Set [MODE:select:explain all three marks and when to use each,check my text for mismatches,em dash and en dash comparison] to choose what happens next.

For explain all three marks and when to use each, ignore the passage above completely and walk through the hyphen, the en dash, and the em dash one at a time, covering compound words and prefixes for the hyphen, ranges and connections for the en dash, and parenthetical breaks for the em dash, with one clear original example sentence for each job so all three marks can be compared side by side.

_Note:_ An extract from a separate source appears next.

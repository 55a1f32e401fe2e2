pub mod comrak;
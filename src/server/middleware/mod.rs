mod access_log;

pub use access_log::access_log;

For check my text for mismatches, work through the passage above sentence by sentence, quote every hyphen, en dash, and em dash exactly as it was typed, including two hyphens typed together if autocorrect never converted them, since that pattern almost always means the writer intended an em dash. Name which of the three jobs that exact mark is doing in its sentence: joining a compound, marking a range or connection, or setting off a break. Flag every mismatch, a hyphen standing in for an en dash's range, a hyphen or en dash standing in for an em dash's break, or a heavier mark used where a plain hyphen belonged. For every mismatch, give the corrected sentence with the right mark in place, and name which style convention the fix follows if the choice depends on it. If a sentence already uses the right mark, say so instead of manufacturing a correction.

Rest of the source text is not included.